Олег вздрогнул и стал подниматься с места, но был немедленно остановлен. Величко бросил на Мельникова один короткий взгляд, и Олег сразу всё понял, осел обратно в кресло. «Ни слова, Олег, — прочёл он во взгляде Величко. — Никто не должен знать, что мы заодно. Иначе…»
Олег понимал, что будет иначе. Иначе его тоже схватят люди Рябинина. И заключат в какой-нибудь каземат на военном этаже, и тогда у него не будет никакой свободы действий. И некому будет помочь ни самому Величко, ни Савельеву, который сейчас внизу. Мельников стиснул зубы и промолчал.
— Будьте добры, объяснитесь, Юрий Алексеевич, — подал голос Звягинцев. — Что здесь происходит?
В зал вошли ещё несколько солдат, рассредоточились по периметру, вопросительно уставились на Рябинина.
— Арестуйте его! — распорядился Рябинин, указывая на Константина Георгиевича.
— На каком основании? — поинтересовался Величко. Ни один мускул не дрогнул на лице старика, он смотрел на Юрия Алексеевича даже с некоторым любопытством, и, если и волновался, это было невозможно заметить.
Рябинин замялся под суровым взглядом главы производственного сектора.
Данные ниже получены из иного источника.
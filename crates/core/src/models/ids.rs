//! Room and client identifiers

use std::fmt;

use rand::Rng;
use serde::{Deserialize, Serialize};
use uuid::Uuid;

use crate::error::{Error, Result};

/// Length of generated room ids
pub const ROOM_ID_LEN: usize = 8;

const BASE36: &[u8] = b"0123456789abcdefghijklmnopqrstuvwxyz";

/// Partition key for every room-scoped record.
///
/// Generated ids are random base-36 strings. Uniqueness is probabilistic
/// only; two rooms that draw the same id share their records.
#[derive(Debug, Clone, PartialEq, Eq, Hash, PartialOrd, Ord, Serialize, Deserialize)]
#[serde(transparent)]
pub struct RoomId(String);

impl RoomId {
    /// Generate a fresh random room id
    pub fn generate() -> Self {
        Self::generate_with(&mut rand::thread_rng())
    }

    /// Generate a room id from the given random source
    pub fn generate_with<R: Rng + ?Sized>(rng: &mut R) -> Self {
        let id = (0..ROOM_ID_LEN)
            .map(|_| BASE36[rng.gen_range(0..BASE36.len())] as char)
            .collect();
        Self(id)
    }

    /// Parse a user-supplied room id. Only emptiness is rejected.
    pub fn parse(value: &str) -> Result<Self> {
        let trimmed = value.trim();
        if trimmed.is_empty() {
            return Err(Error::MissingRoom);
        }
        Ok(Self(trimmed.to_string()))
    }

    pub fn as_str(&self) -> &str {
        &self.0
    }
}

impl fmt::Display for RoomId {
    fn fmt(&self, f: &mut fmt::Formatter<'_>) -> fmt::Result {
        self.0.fmt(f)
    }
}

impl std::str::FromStr for RoomId {
    type Err = Error;

    fn from_str(value: &str) -> Result<Self> {
        Self::parse(value)
    }
}

/// Per-tab participant identity, durable for join/leave/kick
#[derive(Debug, Clone, PartialEq, Eq, Hash, Serialize, Deserialize)]
#[serde(transparent)]
pub struct ClientId(String);

impl ClientId {
    pub fn generate() -> Self {
        Self(Uuid::new_v4().simple().to_string())
    }

    pub fn new(value: impl Into<String>) -> Self {
        Self(value.into())
    }

    pub fn as_str(&self) -> &str {
        &self.0
    }
}

impl fmt::Display for ClientId {
    fn fmt(&self, f: &mut fmt::Formatter<'_>) -> fmt::Result {
        self.0.fmt(f)
    }
}
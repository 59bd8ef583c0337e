//! Scenarios with several tabs sharing one store

use tilehunt_core::{
    ChangeBus, ClientId, CreateRoomRequest, EntryRequest, Error, GameStatus, Identity,
    JoinRoomRequest, KeyedStore, KickOutcome, MemoryBackend, MemoryProfile, Participant, RoomId,
    RoomManager, ScriptedDice, SqliteBackend, StartOutcome, StoragePoller, Tab, DEFAULT_CAPACITY,
};

fn room() -> RoomId {
    RoomId::parse("abc123").unwrap()
}

fn memory_tab(
    profile: &MemoryProfile,
    id: &str,
    dice: ScriptedDice,
) -> Tab<MemoryBackend, ScriptedDice> {
    let bus = ChangeBus::new();
    let backend = profile.open_context(&bus);
    Tab::with_dice(ClientId::new(id), backend, bus, dice)
}

fn create(host: &str) -> EntryRequest {
    let mut req = CreateRoomRequest::new(host);
    req.room_id = room();
    EntryRequest::Create(req)
}

fn join(name: &str) -> EntryRequest {
    let mut req = JoinRoomRequest::new(room().as_str());
    req.your_name = name.to_string();
    EntryRequest::Join(req)
}

#[test]
fn test_two_tabs_share_a_roster() {
    let profile = MemoryProfile::new();
    let a = memory_tab(&profile, "a", ScriptedDice::default());
    let b = memory_tab(&profile, "b", ScriptedDice::default());

    let host = a.enter(&create("Ana"), DEFAULT_CAPACITY).unwrap();
    assert_eq!(host.roster().len(), 1);

    let guest = b.enter(&join("Ben"), DEFAULT_CAPACITY).unwrap();
    // host saw the guest arrive through a native notification
    assert_eq!(host.roster().len(), 2);
    assert_eq!(guest.roster().host().unwrap().name, "Ana");
}

fn rooms_on(profile: &MemoryProfile) -> (RoomManager<MemoryBackend>, KeyedStore<MemoryBackend>) {
    let bus = ChangeBus::new();
    let store = KeyedStore::new(profile.open_context(&bus));
    (RoomManager::new(store.clone(), bus), store)
}

#[test]
fn test_joins_from_two_contexts_keep_both() {
    let profile = MemoryProfile::new();
    let (first, _) = rooms_on(&profile);
    let (second, _) = rooms_on(&profile);

    first.join(&room(), Identity::new(ClientId::new("a"), "Ana"), true);
    second.join(&room(), Identity::new(ClientId::new("b"), "Ben"), false);

    assert_eq!(first.roster(&room()).len(), 2);
    assert_eq!(second.roster(&room()).len(), 2);
}

#[test]
fn test_interleaved_roster_writes_last_writer_wins() {
    let profile = MemoryProfile::new();
    let (rooms, _) = rooms_on(&profile);
    let (_, ben_store) = rooms_on(&profile);
    let (_, cy_store) = rooms_on(&profile);
    rooms.join(&room(), Identity::new(ClientId::new("a"), "Ana"), true);
    let observer = rooms.observe(&room());

    // both contexts read before either writes
    let mut ben_view = ben_store.roster(&room());
    let mut cy_view = cy_store.roster(&room());
    ben_view.admit(Participant::new(Identity::new(ClientId::new("b"), "Ben"), false));
    cy_view.admit(Participant::new(Identity::new(ClientId::new("c"), "Cy"), false));
    ben_store.put_roster(&room(), &ben_view);
    cy_store.put_roster(&room(), &cy_view);

    let roster = rooms.roster(&room());
    assert_eq!(roster, cy_view);
    assert!(!roster.contains(&ClientId::new("b")));
    assert_eq!(observer.get(), cy_view);
}

#[test]
fn test_interleaved_rolls_last_writer_wins() {
    let profile = MemoryProfile::new();
    // hidden 16, Ana on 1, Ben on 5
    let a = memory_tab(&profile, "a", ScriptedDice::new([16, 1, 5], [1]));
    let b = memory_tab(&profile, "b", ScriptedDice::default());
    let host = a.enter(&create("Ana"), DEFAULT_CAPACITY).unwrap();
    let _guest = b.enter(&join("Ben"), DEFAULT_CAPACITY).unwrap();
    host.start().unwrap();

    let (_, one) = rooms_on(&profile);
    let (_, two) = rooms_on(&profile);
    let mut early = one.session(&room()).unwrap();
    let mut late = two.session(&room()).unwrap();
    early.players[0].pos = 2;
    early.turn_count += 1;
    late.players[0].pos = 4;
    late.turn_count += 1;
    one.put_session(&room(), &early);
    two.put_session(&room(), &late);

    let seen = host.session().unwrap();
    assert_eq!(seen, late);
    assert_eq!(seen.turn_count, 1);
}

#[test]
fn test_start_is_idempotent_across_tabs() {
    let profile = MemoryProfile::new();
    let a = memory_tab(&profile, "a", ScriptedDice::new([5, 1, 2], [1]));
    let a2 = memory_tab(&profile, "a", ScriptedDice::new([9, 10, 11], [1]));
    let b = memory_tab(&profile, "b", ScriptedDice::default());

    let host = a.enter(&create("Ana"), DEFAULT_CAPACITY).unwrap();
    let _guest = b.enter(&join("Ben"), DEFAULT_CAPACITY).unwrap();
    // same host identity open in a second tab
    let host_again = a2.enter(&create("Ana"), DEFAULT_CAPACITY).unwrap();

    let StartOutcome::Started(first) = host.start().unwrap() else {
        panic!("first start should create the session");
    };
    assert_eq!(
        host_again.start().unwrap(),
        StartOutcome::AlreadyStarted(first.clone())
    );
    assert_eq!(host_again.session(), Some(first));
}

#[test]
fn test_tabs_agree_on_turn_order() {
    let profile = MemoryProfile::new();
    // hidden 16, Ana on 1, Ben on 5, every roll a 1
    let a = memory_tab(&profile, "a", ScriptedDice::new([16, 1, 5], [1]));
    let b = memory_tab(&profile, "b", ScriptedDice::new(std::iter::empty(), [1]));

    let host = a.enter(&create("Ana"), DEFAULT_CAPACITY).unwrap();
    let guest = b.enter(&join("Ben"), DEFAULT_CAPACITY).unwrap();
    host.start().unwrap();

    assert_eq!(guest.board().turn_name.as_deref(), Some("Ana"));
    assert_eq!(host.roll().unwrap().player.name, "Ana");
    assert_eq!(host.board().turn_name.as_deref(), Some("Ben"));
    assert_eq!(guest.board().turn_name.as_deref(), Some("Ben"));

    // guest rolls from its own tab; both see the result
    let roll = guest.roll_own().unwrap();
    assert_eq!(roll.to(), 6);
    assert_eq!(host.board().tile(6).unwrap().occupants, vec!["Ben"]);
    assert!(matches!(guest.roll_own(), Err(Error::NotYourTurn { .. })));
}

#[test]
fn test_win_is_terminal_everywhere() {
    let profile = MemoryProfile::new();
    let a = memory_tab(&profile, "a", ScriptedDice::new([7, 3, 11], [4]));
    let b = memory_tab(&profile, "b", ScriptedDice::new(std::iter::empty(), [2]));

    let host = a.enter(&create("Ana"), DEFAULT_CAPACITY).unwrap();
    let guest = b.enter(&join("Ben"), DEFAULT_CAPACITY).unwrap();
    host.start().unwrap();
    assert!(host.roll().unwrap().is_win());

    assert!(matches!(guest.status(), GameStatus::Won { name, .. } if name == "Ana"));
    let frozen = guest.session();
    assert!(matches!(guest.roll(), Err(Error::GameOver { .. })));
    assert_eq!(host.session(), frozen);
}

#[test]
fn test_non_host_kick_changes_nothing() {
    let profile = MemoryProfile::new();
    let a = memory_tab(&profile, "a", ScriptedDice::default());
    let b = memory_tab(&profile, "b", ScriptedDice::default());
    let c = memory_tab(&profile, "c", ScriptedDice::default());

    let host = a.enter(&create("Ana"), DEFAULT_CAPACITY).unwrap();
    let ben = b.enter(&join("Ben"), DEFAULT_CAPACITY).unwrap();
    let _cy = c.enter(&join("Cy"), DEFAULT_CAPACITY).unwrap();

    let before = profile.raw("room_abc123_participants");
    assert_eq!(ben.kick("Cy"), KickOutcome::Unauthorized);
    assert_eq!(profile.raw("room_abc123_participants"), before);

    assert_eq!(host.kick("Cy"), KickOutcome::Kicked);
    assert_eq!(ben.roster().len(), 2);
}

#[test]
fn test_malformed_records_read_as_absent() {
    let profile = MemoryProfile::new();
    profile.inject_raw("room_abc123_participants", "{not json");
    profile.inject_raw("room_abc123_game", "[1,2,3]");
    let a = memory_tab(&profile, "a", ScriptedDice::default());

    let host = a.enter(&create("Ana"), DEFAULT_CAPACITY).unwrap();
    assert_eq!(host.roster().len(), 1);
    assert_eq!(host.status(), GameStatus::NotStarted);
}

#[test]
fn test_roster_with_repeated_client_keeps_first() {
    let profile = MemoryProfile::new();
    profile.inject_raw(
        "room_abc123_participants",
        r#"[{"clientId":"x","name":"X","isHost":true},
            {"clientId":"x","name":"X2","isHost":false}]"#,
    );
    let (rooms, _) = rooms_on(&profile);

    let roster = rooms.join(&room(), Identity::new(ClientId::new("b"), "Ben"), false);
    assert_eq!(roster.len(), 2);
    assert_eq!(roster.participants()[0].name, "X");
    assert_eq!(rooms.leave(&room(), &ClientId::new("x")).len(), 1);
}

#[test]
fn test_session_off_the_board_cannot_be_rolled() {
    let profile = MemoryProfile::new();
    profile.inject_raw(
        "room_abc123_game",
        r#"{"hiddenTile":0,"players":[{"clientId":"a","name":"A","pos":3}],"startedAt":0}"#,
    );
    let a = memory_tab(&profile, "a", ScriptedDice::new([7, 3], [1]));

    let host = a.enter(&create("Ana"), DEFAULT_CAPACITY).unwrap();
    assert_eq!(host.status(), GameStatus::NotStarted);
    assert!(matches!(host.roll(), Err(Error::GameNotReady)));
    // a host start replaces the unusable record
    assert!(matches!(host.start().unwrap(), StartOutcome::Started(_)));
    assert_eq!(host.session().unwrap().hidden_tile, 7);
}

#[test]
fn test_full_room_turns_guest_away() {
    let profile = MemoryProfile::new();
    let tabs: Vec<_> = ["a", "b", "c", "d", "e"]
        .iter()
        .map(|id| memory_tab(&profile, id, ScriptedDice::default()))
        .collect();

    let mut sessions = vec![tabs[0].enter(&create("P0"), DEFAULT_CAPACITY).unwrap()];
    for (i, tab) in tabs.iter().enumerate().take(4).skip(1) {
        sessions.push(tab.enter(&join(&format!("P{i}")), DEFAULT_CAPACITY).unwrap());
    }
    assert!(matches!(
        tabs[4].enter(&join("P4"), DEFAULT_CAPACITY),
        Err(Error::RoomFull { capacity: 4 })
    ));
    assert_eq!(sessions[0].roster().len(), 4);
}

#[test]
fn test_sqlite_tabs_sync_through_poller() {
    let dir = tempfile::TempDir::new().unwrap();
    let path = dir.path().join("tilehunt.db");

    let bus_a = ChangeBus::new();
    let store_a = SqliteBackend::open(&path).unwrap();
    let mut poller_a = StoragePoller::new(store_a.clone(), bus_a.clone());
    let a = Tab::with_dice(
        ClientId::new("a"),
        store_a,
        bus_a,
        ScriptedDice::new([7, 3, 11], [4]),
    );

    let bus_b = ChangeBus::new();
    let store_b = SqliteBackend::open(&path).unwrap();
    let mut poller_b = StoragePoller::new(store_b.clone(), bus_b.clone());
    let b = Tab::with_dice(ClientId::new("b"), store_b, bus_b, ScriptedDice::default());

    let host = a.enter(&create("Ana"), DEFAULT_CAPACITY).unwrap();
    let guest = b.enter(&join("Ben"), DEFAULT_CAPACITY).unwrap();
    assert_eq!(guest.roster().len(), 2);

    // host's observer is stale until its poller runs
    assert_eq!(host.roster().len(), 1);
    assert_eq!(poller_a.poll(), 1);
    assert_eq!(host.roster().len(), 2);

    host.start().unwrap();
    assert!(!guest.status().is_started());
    poller_b.poll();
    assert!(guest.status().is_started());

    drop(guest);
    poller_a.poll();
    assert_eq!(host.roster().len(), 1);
}
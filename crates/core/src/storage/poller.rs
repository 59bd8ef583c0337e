//! Turns the SQLite change log into native notifications

use tracing::warn;

use crate::bus::{ChangeBus, Notification};
use crate::storage::SqliteBackend;

/// Delivers other contexts' writes to the local bus
pub struct StoragePoller {
    backend: SqliteBackend,
    bus: ChangeBus,
    revision: i64,
}

impl StoragePoller {
    /// Start watching from the current end of the change log.
    ///
    /// Older writes are not replayed; observers read the latest values on
    /// mount instead.
    pub fn new(backend: SqliteBackend, bus: ChangeBus) -> Self {
        let revision = backend.latest_revision().unwrap_or_else(|e| {
            warn!(error = %e, "Could not read change log revision");
            0
        });
        Self {
            backend,
            bus,
            revision,
        }
    }

    /// Deliver pending changes. Returns how many were delivered.
    ///
    /// Several writes to one key collapse into a single notification.
    pub fn poll(&mut self) -> usize {
        let changes = match self.backend.changes_since(self.revision) {
            Ok(changes) => changes,
            Err(e) => {
                warn!(error = %e, "Polling local storage failed");
                return 0;
            }
        };
        let Some(last) = changes.last() else {
            return 0;
        };
        self.revision = last.revision;

        let mut keys: Vec<&str> = Vec::new();
        for change in &changes {
            if !keys.contains(&change.key.as_str()) {
                keys.push(&change.key);
            }
        }
        for key in &keys {
            self.bus.deliver(&Notification::native(*key));
        }
        keys.len()
    }

    pub fn revision(&self) -> i64 {
        self.revision
    }
}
— На основании… — начал он.
— Спасибо, Юрий Алексеевич. Дальше я сам, — тихий мягкий голос, прервавший Рябинина, невозможно было ни с кем спутать. Сергей Анатольевич, обладатель этого голоса, бесшумно проскользнул в зал, оценил обстановку, ободряюще кивнул Рябинину. — Извините, что прервал ваше совещание. К сожалению, я вынужден был это сделать. Генерал Рябинин прав, — Мельников отметил, что Ставицкий назвал Рябинина генералом, но насколько он сам помнил, это звание Рябинину ещё присвоено не было. Лихо забирают. — В связи с открывшимися неожиданными обстоятельствами я вынужден был взять власть в свои руки и объявить военное положение. Уж, простите, Константин Георгиевич, но мне кажется, что я вас немного опередил.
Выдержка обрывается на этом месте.